Masih sedikit lega karena semua motor Rovino adalah 2 tak karena bermain di kelas 155 sport 2 tak dan 125 bebek 2 tak. “Motor 2 tak setting-nya gak seribet 4 tak,” imbuh Rovino.

Senada dengan Raditya, pemilik tim K-Ijo TopJaya Conk Nganjuk. Angga, sapaan akrab Raditya juga pontang-panting mengatur jadwal balap. “Kalau pagi sampai sore anak-anak yang urus motor balap. Selama beberapa minggu ini mereka fokus. Karena kan turun 6 motor. Untungnya bengkel tidak terima servis harian. Kalau ada pasti repot,” jelasnya saat mengikuti S12DBC Lumajang.

Selain susahnya manajemen waktu, Angga juga merasa ada pembengkakan biaya balap yang naik hingga 100 persen. “Mulai biaya untuk pendaftaran, kru untuk lembur juga uang makan waktu balap. Kalau even normal bawa 6 motor plus total dana tiap even 5 jutaan. Kalau ini sekali berangkat bisa 10 jutaan,” jelas Angga.
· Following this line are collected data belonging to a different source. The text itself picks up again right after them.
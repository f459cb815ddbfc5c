use crate::{
    ast::Operator,
    error::EvalError,
    interpreter::{
        evaluator::core::{EvalResult, Evaluator},
        value::core::Value,
    },
};

impl Evaluator<'_> {
    /// Evaluates the equality and ordering operators.
    ///
    /// Equality is defined between two strings, two booleans, or two numbers
    /// of either kind. Ordering is defined between numbers only. Numbers are
    /// compared as floating values, so `1 == 1.0` holds. No string-to-number
    /// coercion takes place here.
    ///
    /// # Parameters
    /// - `op`: One of `== != < > <= >=`.
    /// - `left`: Left operand.
    /// - `right`: Right operand.
    ///
    /// # Returns
    /// A `Bool` value.
    ///
    /// # Example
    /// ```
    /// use snx::{
    ///     ast::Operator,
    ///     interpreter::{evaluator::core::Evaluator, value::core::Value},
    /// };
    ///
    /// let result = Evaluator::eval_comparison(Operator::Equal, &Value::Int(2), &Value::Float(2.0));
    /// assert_eq!(result.unwrap(), Value::Bool(true));
    /// ```
    pub fn eval_comparison(op: Operator, left: &Value, right: &Value) -> EvalResult<Value> {
        use Operator::{Equal, Greater, GreaterEqual, Less, LessEqual, NotEqual};

        match op {
            Equal => Self::values_equal(left, right).map(Value::Bool),
            NotEqual => Self::values_equal(left, right).map(|eq| Value::Bool(!eq)),
            Less | Greater | LessEqual | GreaterEqual => {
                let (Some(a), Some(b)) = (left.as_float(), right.as_float()) else {
                    return Err(EvalError::type_mismatch(format!("Operator '{op}' requires \
                                                                 numerical operands, found {} \
                                                                 and {}",
                                                                left.type_name(),
                                                                right.type_name())));
                };
                Ok(Value::Bool(match op {
                                   Less => a < b,
                                   Greater => a > b,
                                   LessEqual => a <= b,
                                   _ => a >= b,
                               }))
            },
            _ => Err(EvalError::UnsupportedOperator { op }),
        }
    }

    #[allow(clippy::float_cmp)]
    fn values_equal(left: &Value, right: &Value) -> EvalResult<bool> {
        match (left, right) {
            (Value::Str(a), Value::Str(b)) => Ok(a == b),
            (Value::Bool(a), Value::Bool(b)) => Ok(a == b),
            (Value::Int(a), Value::Int(b)) => Ok(a == b),
            _ => match (left.as_float(), right.as_float()) {
                (Some(a), Some(b)) => Ok(a == b),
                _ => Err(EvalError::type_mismatch(format!("Cannot compare {} with {}",
                                                          left.type_name(),
                                                          right.type_name()))),
            },
        }
    }
}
Itu untuk kondisi normal. Dalam arti semua motor dalam kondisi sehat. Kalau trouble dan ada penggantian spare parts bisa dipastikan bakal membengkak lagi. Hal ini memang perlu dipikirkan juga.

“Semua masih bisa terjadi. Pembalap yang bermental juara, didukung pacuan prima plus hoki, dia yang juara,”komentar Agung S. Unyil, dragbiker Sidoarjo saat disodorkan hitungan maniakmotor. Bahkan pada kelas bebek 4 tak tune up s/d 155 cc Yogi Keycot dan Tony Chupank terpaut satu poin saja.